Creation Of A New Medicine By Returning To An Old Medicine


     Health care today in America continues to disappoint. While we are spending close to 20% of our economy on health care, insurance premiums are back to double-digit increases, employee deductibles are at a record high and health outcomes remain unimpressive especially in these important areas:  infant mortality, obesity, depression, anxiety management, sleep deprivation, pain management (Americans utilize 90% of the worlds opioid production and are experiencing a serious heroin epidemic) and end-of-life health care spending. According to the New England Journal of Medicine, life expectancy in the United States ranks a cold 36th among industrialized nations and many experts now agree that it could even decrease for the next generation of Americans.

      While the Affordable Care Act (ACA) gave us a flicker of hope (expansion of benefits; underwriting restrictions, isolated cases of innovation & Medicaid expansion/exchanges that reduced our medically uninsured rate from 15.8% to 10.5%), it also led to over 60% of health care spending now publicly-funded and to a consolidation of more power and control in the hands of large corporations (many are publicly-traded entities) and regional health care systems with survival agendas. It may or may not be fair, but these companies and their CEOs must answer to their shareholders and stakeholders. They never signed-up for making health care a human right, for universal care, regional health care planning or the creation of a new medicine built around wellness. They are simply doing what our government and modern medicine has asked them to do: “fix” the health of our nation by tests, drug therapy and medical interventions and then insure this care under the power of market forces.

     If this feels like a top-down system where the patient or consumer of care comes last,        well it is. And as health care providers are finding out, they are slipping fast on the health insurance food chain. Certainly, this is not a healthy or sustainable model.
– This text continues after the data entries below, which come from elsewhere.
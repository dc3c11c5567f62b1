//! HTTP adapters for the completion client port.

mod openai;

pub use openai::{OpenAiCompatibleClient, OpenAiSettings};
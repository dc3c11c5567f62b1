//! Configuration issues reported by config validation.

/// Severity level of a configuration issue.
#[derive(Debug, Clone, Copy, PartialEq, Eq)]
pub enum Severity {
    /// Fatal: the run cannot proceed with this configuration.
    Error,
    /// Non-fatal: the run proceeds but may not behave as expected.
    Warning,
}

/// Identifies a specific configuration issue.
#[derive(Debug, Clone, PartialEq)]
pub enum ConfigIssueCode {
    /// A numeric setting that must be positive is zero.
    ZeroValue { field: String },
    /// A required string setting is empty.
    EmptyValue { field: String },
    /// `batch.start` is past `batch.end`.
    InvertedRange { start: usize, end: usize },
    /// A sampling temperature outside `[0, 1]`.
    TemperatureOutOfRange { field: String, value: f64 },
    /// Worst-case calls of a strategy exceed the per-question budget.
    BudgetTooSmall { strategy: String, needed: usize, ceiling: usize },
}

/// A detected issue in the configuration.
#[derive(Debug, Clone, PartialEq)]
pub struct ConfigIssue {
    pub severity: Severity,
    pub code: ConfigIssueCode,
    pub message: String,
}

impl ConfigIssue {
    pub fn error(code: ConfigIssueCode, message: impl Into<String>) -> Self {
        Self {
            severity: Severity::Error,
            code,
            message: message.into(),
        }
    }

    pub fn warning(code: ConfigIssueCode, message: impl Into<String>) -> Self {
        Self {
            severity: Severity::Warning,
            code,
            message: message.into(),
        }
    }

    pub fn is_error(&self) -> bool {
        self.severity == Severity::Error
    }
}

#[cfg(test)]
mod tests {
    use super::*;

    #[test]
    fn test_constructors_set_severity() {
        let issue = ConfigIssue::error(
            ConfigIssueCode::ZeroValue {
                field: "budget.max_calls".to_string(),
            },
            "budget.max_calls must be positive",
        );
        assert!(issue.is_error());

        let issue = ConfigIssue::warning(
            ConfigIssueCode::InvertedRange { start: 9, end: 3 },
            "nothing to do",
        );
        assert!(!issue.is_error());
    }

    #[test]
    fn test_temperature_code_compares_by_value() {
        let code = ConfigIssueCode::TemperatureOutOfRange {
            field: "strategies.sample_temperature".to_string(),
            value: 1.5,
        };
        let issue = ConfigIssue::error(code.clone(), "out of range");

        assert_eq!(issue.code, code);
        assert_ne!(
            issue.code,
            ConfigIssueCode::TemperatureOutOfRange {
                field: "strategies.sample_temperature".to_string(),
                value: 0.5,
            }
        );
    }
}
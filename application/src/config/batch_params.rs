//! Batch parameters: index range, checkpoint cadence, call budget.

use serde::{Deserialize, Serialize};
use strata_domain::DEFAULT_MAX_CALLS;

/// Batch run control parameters.
#[derive(Debug, Clone, PartialEq, Eq, Serialize, Deserialize)]
pub struct BatchParams {
    /// First 1-based question position to process.
    pub start: usize,
    /// Last position (inclusive); `None` means the last question.
    pub end: Option<usize>,
    /// Write a checkpoint whenever the position is a multiple of this.
    pub checkpoint_every: usize,
    /// Remote-call ceiling per question.
    pub max_calls: usize,
}

impl Default for BatchParams {
    fn default() -> Self {
        Self {
            start: 1,
            end: None,
            checkpoint_every: 30,
            max_calls: DEFAULT_MAX_CALLS,
        }
    }
}

impl BatchParams {
    pub fn with_range(mut self, start: usize, end: Option<usize>) -> Self {
        self.start = start;
        self.end = end;
        self
    }

    pub fn with_checkpoint_every(mut self, every: usize) -> Self {
        self.checkpoint_every = every;
        self
    }

    pub fn with_max_calls(mut self, max_calls: usize) -> Self {
        self.max_calls = max_calls;
        self
    }

    /// Whether a checkpoint is due after processing `position`
    pub fn is_checkpoint(&self, position: usize) -> bool {
        self.checkpoint_every > 0 && position % self.checkpoint_every == 0
    }
}

#[cfg(test)]
mod tests {
    use super::*;

    #[test]
    fn test_default() {
        let params = BatchParams::default();
        assert_eq!(params.start, 1);
        assert_eq!(params.end, None);
        assert_eq!(params.checkpoint_every, 30);
        assert_eq!(params.max_calls, 20);
    }

    #[test]
    fn test_is_checkpoint() {
        let params = BatchParams::default();
        assert!(!params.is_checkpoint(29));
        assert!(params.is_checkpoint(30));
        assert!(params.is_checkpoint(60));

        let disabled = params.with_checkpoint_every(0);
        assert!(!disabled.is_checkpoint(30));
    }
}
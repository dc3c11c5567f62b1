//! Route Question use case
//!
//! Classifies one question, dispatches it to the matching strategy and, for
//! math, optionally cross-checks the result with a verification vote.

use super::classify::classify_question;
use crate::config::StrategyParams;
use crate::ports::call_logger::{CallLogger, NoCallLogger};
use crate::ports::completion_client::CompletionClient;
use crate::session::{CallError, CallSession};
use crate::strategies::{SelfConsistency, build_strategy};
use std::sync::Arc;
use strata_domain::prompt::PromptTemplate;
use strata_domain::{CallBudget, Category, DEFAULT_MAX_CALLS, StrategyKind};
use tracing::{info, warn};

/// Result of routing one question
#[derive(Debug, Clone, PartialEq)]
pub struct RoutedAnswer {
    /// Classifier output; `None` when the strategy was chosen explicitly
    pub category: Option<Category>,
    pub strategy: StrategyKind,
    pub answer: String,
    /// Remote calls spent on this question
    pub calls: usize,
}

/// Use case for answering a single question
pub struct RouteQuestionUseCase<C: CompletionClient + 'static> {
    client: Arc<C>,
    logger: Arc<dyn CallLogger>,
    params: StrategyParams,
    max_calls: usize,
}

impl<C: CompletionClient + 'static> RouteQuestionUseCase<C> {
    pub fn new(client: Arc<C>, params: StrategyParams) -> Self {
        Self {
            client,
            logger: Arc::new(NoCallLogger),
            params,
            max_calls: DEFAULT_MAX_CALLS,
        }
    }

    pub fn with_logger(mut self, logger: Arc<dyn CallLogger>) -> Self {
        self.logger = logger;
        self
    }

    pub fn with_max_calls(mut self, max_calls: usize) -> Self {
        self.max_calls = max_calls;
        self
    }

    pub fn params(&self) -> &StrategyParams {
        &self.params
    }

    /// A fresh session with its own budget
    pub fn open_session(&self, budget: CallBudget) -> CallSession<'_> {
        CallSession::new(self.client.as_ref(), budget).with_logger(self.logger.as_ref())
    }

    /// Classify, dispatch and answer `question` within a fresh budget
    pub async fn execute(&self, question: &str) -> Result<RoutedAnswer, CallError> {
        let mut session = self.open_session(CallBudget::new(self.max_calls));
        self.route(&mut session, question, |_, _| {}).await
    }

    /// Classify and dispatch inside an existing session
    ///
    /// `on_routed` fires once the strategy is chosen, before any strategy call.
    pub async fn route(
        &self,
        session: &mut CallSession<'_>,
        question: &str,
        on_routed: impl FnOnce(&Category, StrategyKind),
    ) -> Result<RoutedAnswer, CallError> {
        let category = classify_question(session, question).await?;
        let strategy = StrategyKind::for_category(&category);
        session.set_category(&category);
        info!(category = %category, strategy = %strategy, "Routing question");
        on_routed(&category, strategy);

        let answer = self.dispatch(session, strategy, question).await?;
        Ok(RoutedAnswer {
            category: Some(category),
            strategy,
            answer,
            calls: session.calls_made(),
        })
    }

    /// Answer `question` with an explicit strategy, skipping classification
    pub async fn execute_with(
        &self,
        question: &str,
        strategy: StrategyKind,
    ) -> Result<RoutedAnswer, CallError> {
        let mut session = self.open_session(CallBudget::new(self.max_calls));
        info!(strategy = %strategy, "Running requested strategy");
        let answer = self.dispatch(&mut session, strategy, question).await?;
        Ok(RoutedAnswer {
            category: None,
            strategy,
            answer,
            calls: session.calls_made(),
        })
    }

    /// Run `strategy` inside an existing session
    pub async fn dispatch(
        &self,
        session: &mut CallSession<'_>,
        strategy: StrategyKind,
        question: &str,
    ) -> Result<String, CallError> {
        let answer = build_strategy(strategy, &self.params)
            .solve(session, question)
            .await?;

        if strategy == StrategyKind::Math && self.params.verify_math {
            return Ok(self.verify_math(session, question, answer).await);
        }
        Ok(answer)
    }

    /// Re-check a math answer by voting over "verify this solution" samples
    ///
    /// Failures keep the original answer.
    async fn verify_math(
        &self,
        session: &mut CallSession<'_>,
        question: &str,
        answer: String,
    ) -> String {
        session.set_stage("math-verify");
        let verifier = SelfConsistency::final_answer(
            self.params.verify_samples,
            self.params.sample_temperature,
        );
        let prompt = PromptTemplate::math_verify(question, &answer);

        match verifier.vote(session, &prompt).await {
            Ok(outcome) if outcome.answer != answer && !outcome.answer.is_empty() => {
                info!(
                    original = %answer,
                    verified = %outcome.answer,
                    "Verification replaced math answer"
                );
                outcome.answer
            }
            Ok(_) => answer,
            Err(e) => {
                warn!("Math verification failed, keeping answer: {}", e);
                answer
            }
        }
    }
}

#[cfg(test)]
mod tests {
    use super::*;
    use crate::ports::completion_client::CompletionError;
    use crate::session::testing::{EchoClient, ScriptedClient};

    fn router(client: ScriptedClient, params: StrategyParams) -> RouteQuestionUseCase<ScriptedClient> {
        RouteQuestionUseCase::new(Arc::new(client), params)
    }

    #[tokio::test]
    async fn test_unrecognized_label_routes_to_chain_of_thought() {
        let use_case = router(
            ScriptedClient::new(["geography", "Think...\nFinal Answer: Paris"]),
            StrategyParams::default(),
        );

        let routed = use_case.execute("Capital of France?").await.unwrap();

        assert_eq!(routed.category, Some(Category::Unrecognized("geography".into())));
        assert_eq!(routed.strategy, StrategyKind::ChainOfThought);
        assert_eq!(routed.answer, "Paris");
        assert_eq!(routed.calls, 2);
    }

    #[tokio::test]
    async fn test_planning_routes_to_plan_generation() {
        let use_case = router(
            ScriptedClient::new(["planning", "(pick-up a)\nnotes\n(stack a b)"]),
            StrategyParams::default(),
        );
        let routed = use_case.execute("stack a on b").await.unwrap();
        assert_eq!(routed.strategy, StrategyKind::PlanGeneration);
        assert_eq!(routed.answer, "(pick-up a)\n(stack a b)");
    }

    #[tokio::test]
    async fn test_math_without_verification() {
        let use_case = router(
            ScriptedClient::new(["math", "Step 1: 6*7\nFinal Answer: 42", "42"]),
            StrategyParams::default().with_verify_math(false),
        );
        let routed = use_case.execute("6*7?").await.unwrap();
        assert_eq!(routed.strategy, StrategyKind::Math);
        assert_eq!(routed.answer, "42");
        assert_eq!(routed.calls, 3);
    }

    #[tokio::test]
    async fn test_math_verification_replaces_differing_answer() {
        let use_case = router(
            ScriptedClient::new([
                "math",
                "Final Answer: 41",
                "41",
                "Wrong. Final Answer: 42",
                "Final Answer: 42",
                "Final Answer: 41",
            ]),
            StrategyParams::default(),
        );
        let routed = use_case.execute("6*7?").await.unwrap();
        assert_eq!(routed.answer, "42");
        assert_eq!(routed.calls, 6);
    }

    #[tokio::test]
    async fn test_math_verification_failure_keeps_answer() {
        let use_case = router(
            ScriptedClient::with_results([
                Ok("math".to_string()),
                Ok("Final Answer: 9".to_string()),
                Ok("9".to_string()),
                Err(CompletionError::Timeout),
                Err(CompletionError::Timeout),
                Err(CompletionError::Timeout),
            ]),
            StrategyParams::default(),
        );
        let routed = use_case.execute("3*3?").await.unwrap();
        assert_eq!(routed.answer, "9");
    }

    #[tokio::test]
    async fn test_execute_with_skips_classification() {
        let use_case = router(
            ScriptedClient::new(["draft", "fine as is", "draft"]),
            StrategyParams::default(),
        );
        let routed = use_case
            .execute_with("q", StrategyKind::SelfRefinement)
            .await
            .unwrap();
        assert_eq!(routed.category, None);
        assert_eq!(routed.answer, "draft");
        assert_eq!(routed.calls, 3);
    }

    #[tokio::test]
    async fn test_route_reports_choice_before_dispatch() {
        let client = ScriptedClient::new(["coding", "def f(): return 1", "VALID"]);
        let use_case = router(client, StrategyParams::default());
        let mut session = use_case.open_session(CallBudget::new(20));
        let mut seen = None;

        let routed = use_case
            .route(&mut session, "write f", |category, strategy| {
                seen = Some((category.clone(), strategy));
            })
            .await
            .unwrap();

        assert_eq!(seen, Some((Category::Coding, StrategyKind::CodeRefinement)));
        assert_eq!(routed.answer, "def f(): return 1");
        assert_eq!(routed.calls, 3);
    }

    #[tokio::test]
    async fn test_failed_classification_propagates() {
        let use_case = router(
            ScriptedClient::with_results([Err(CompletionError::Http {
                status: 401,
                detail: "unauthorized".into(),
            })]),
            StrategyParams::default(),
        );
        let err = use_case.execute("q").await.unwrap_err();
        assert_eq!(err.to_string(), "ERROR status=401 unauthorized");
    }

    #[tokio::test]
    async fn test_every_strategy_fits_default_budget() {
        // a reply without markers drives each strategy down its longest path
        let use_case = RouteQuestionUseCase::new(Arc::new(EchoClient("no marker")), StrategyParams::default());
        for kind in StrategyKind::ALL {
            let routed = use_case.execute_with("q", kind).await.unwrap();
            assert!(routed.calls <= DEFAULT_MAX_CALLS, "{kind} used {}", routed.calls);
        }
    }
}
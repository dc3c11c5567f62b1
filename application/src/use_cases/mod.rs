//! Use cases
//!
//! Application-level operations that orchestrate domain logic.

pub mod classify;
pub mod evaluate;
pub mod route_question;
pub mod run_batch;
//! Answer record entity

use serde::{Deserialize, Serialize};
use std::fmt::Display;

/// Prefix shared by every unanswered slot
pub const PLACEHOLDER_PREFIX: &str = "Placeholder answer";

/// One slot of the answers file: `{"output": "..."}`
///
/// Slots start as placeholders and are overwritten exactly once when their
/// question is processed, whether it succeeded or failed.
#[derive(Debug, Clone, PartialEq, Eq, Serialize, Deserialize)]
pub struct AnswerRecord {
    pub output: String,
}

impl AnswerRecord {
    pub fn new(output: impl Into<String>) -> Self {
        Self {
            output: output.into(),
        }
    }

    /// Placeholder for the question at 1-based `position`
    pub fn placeholder(position: usize) -> Self {
        Self::new(format!("{} for question {}", PLACEHOLDER_PREFIX, position))
    }

    /// A full set of placeholders for `total` questions
    pub fn placeholders(total: usize) -> Vec<Self> {
        (1..=total).map(Self::placeholder).collect()
    }

    /// Terminal answer recorded when processing a question failed
    pub fn failure(position: usize, error: impl Display) -> Self {
        Self::new(format!("Error processing question {}: {}", position, error))
    }

    /// Whether this slot still awaits an answer
    pub fn is_placeholder(&self) -> bool {
        self.output.starts_with(PLACEHOLDER_PREFIX)
    }
}
//! Infrastructure layer for strata
//!
//! This crate contains adapters that implement the ports defined
//! in the application layer, including configuration file loading.

pub mod config;
pub mod http;
pub mod logging;
pub mod store;

// Re-export commonly used types
pub use config::{ConfigError, ConfigLoader, FileConfig};
pub use http::{OpenAiCompatibleClient, OpenAiSettings};
pub use logging::JsonlCallLogger;
pub use store::{JsonAnswerStore, load_questions, read_raw_answers};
     I make this observation as a student of healthcare and government. Over a course of 47 years or since 1973 when President Richard Nixon proposed universal care as the answer to America’s “healthcare crisis”, I’ve seen our country’s health care evolution as a licensed pharmacist, HMO founder/CEO, county mental health director, legislator and studier of natural and world medicine. I’ve seen the best we have to offer in Kaiser modeled-HMOs especially in the west, the creation of powerful medications, advanced diagnostic testing, robotics, gene therapy and public health successes. Many of our regional health centers like the Mayo Clinic often provide the best healthcare in the world. I’ve also seen the waste of our system in the form of defensive fee-for-service medicine, the lack of accountability for outcomes and the squeezing out of excellent health care providers by the pressures of market consolidation.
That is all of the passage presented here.